- Education: Rutgers University Rutgers University Robert Wood Johnson Medical School Thomas Jefferson University University of Pennsylvania

= Irina Burd =

Physician-scientist

Irina Burd is the Sylvan Frieman, MD Endowed Professor and Chair of the Department of Obstetrics, Gynecology & Reproductive Science at the University of Maryland in Baltimore, Maryland. She is known for her work on the mechanisms by which maternal infection and placental inflammation affect fetal neuroimmune and immune development.

== Education and career ==
Burd graduated from Rutgers University in 1995, and then earned a Ph.D. and M.D. from Rutgers University Robert Wood Johnson Medical School in 2003. In 2023 she was named the Sylvan Frieman, MD Endowed Professor of Obstetrics, Gynecology & Reproductive Sciences.

From 2021 until 2023 she was the president of the American Society for Reproductive Immunology, and in 2022 the society presented her with an award for distinguished service. In 2025, Dr. Burd became the president of the Society for Reproductive Investigation.

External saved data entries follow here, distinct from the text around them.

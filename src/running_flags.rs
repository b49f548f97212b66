//! Store health flags
//!
//! A compact bitset surfaced to health checks. Background services set the
//! relevant bit when they exhaust their retries; the store keeps serving
//! reads but reports itself degraded and refuses writes where appropriate.

use std::sync::atomic::{AtomicU32, Ordering};

const NOT_WRITEABLE_BIT: u32 = 1;
const LOGICS_QUEUE_ERROR_BIT: u32 = 1 << 1;
const INDEX_FILE_ERROR_BIT: u32 = 1 << 2;

/// Shared run-state bits
#[derive(Default)]
pub struct RunningFlags {
    bits: AtomicU32,
}

impl RunningFlags {
    pub fn new() -> Self {
        Self::default()
    }

    /// Whether appends are currently allowed
    pub fn is_writeable(&self) -> bool {
        self.bits.load(Ordering::Acquire) & (NOT_WRITEABLE_BIT | LOGICS_QUEUE_ERROR_BIT) == 0
    }

    /// Whether any degraded bit is set
    pub fn is_degraded(&self) -> bool {
        self.bits.load(Ordering::Acquire) & (LOGICS_QUEUE_ERROR_BIT | INDEX_FILE_ERROR_BIT) != 0
    }

    pub fn mark_not_writeable(&self) {
        self.bits.fetch_or(NOT_WRITEABLE_BIT, Ordering::AcqRel);
    }

    /// Consume-queue update failed beyond its retry budget: the logical
    /// indices may lag the commit log, which must never go unnoticed.
    pub fn mark_logics_queue_error(&self) {
        self.bits.fetch_or(LOGICS_QUEUE_ERROR_BIT, Ordering::AcqRel);
    }

    pub fn mark_index_file_error(&self) {
        self.bits.fetch_or(INDEX_FILE_ERROR_BIT, Ordering::AcqRel);
    }

    pub fn has_logics_queue_error(&self) -> bool {
        self.bits.load(Ordering::Acquire) & LOGICS_QUEUE_ERROR_BIT != 0
    }

    pub fn has_index_file_error(&self) -> bool {
        self.bits.load(Ordering::Acquire) & INDEX_FILE_ERROR_BIT != 0
    }
}

#[cfg(test)]
mod tests {
    use super::*;

    #[test]
    fn test_flags() {
        let flags = RunningFlags::new();
        assert!(flags.is_writeable());
        assert!(!flags.is_degraded());

        flags.mark_index_file_error();
        assert!(flags.is_degraded());
        assert!(flags.is_writeable());

        flags.mark_logics_queue_error();
        assert!(!flags.is_writeable());
        assert!(flags.has_logics_queue_error());
    }
}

== Selected publications ==
- Burd, Irina D. (2006). "ORIGINAL RESEARCH—EDUCATION: Impact of Physician Gender on Sexual History Taking in a Multispecialty Practice"
- Burd, Irina (2010). "Inflammation‐induced preterm birth alters neuronal morphology in the mouse fetal brain"
- Elovitz, Michal A. (2011). "Intrauterine inflammation, insufficient to induce parturition, still evokes fetal and neonatal brain injury"
- Burd, Irina (2012). "Models of Fetal Brain Injury, Intrauterine Inflammation, and Preterm Birth"
- Vermillion, Meghan S. (2017). "Intrauterine Zika virus infection of pregnant immunocompetent mice models transplacental transmission and adverse perinatal outcomes"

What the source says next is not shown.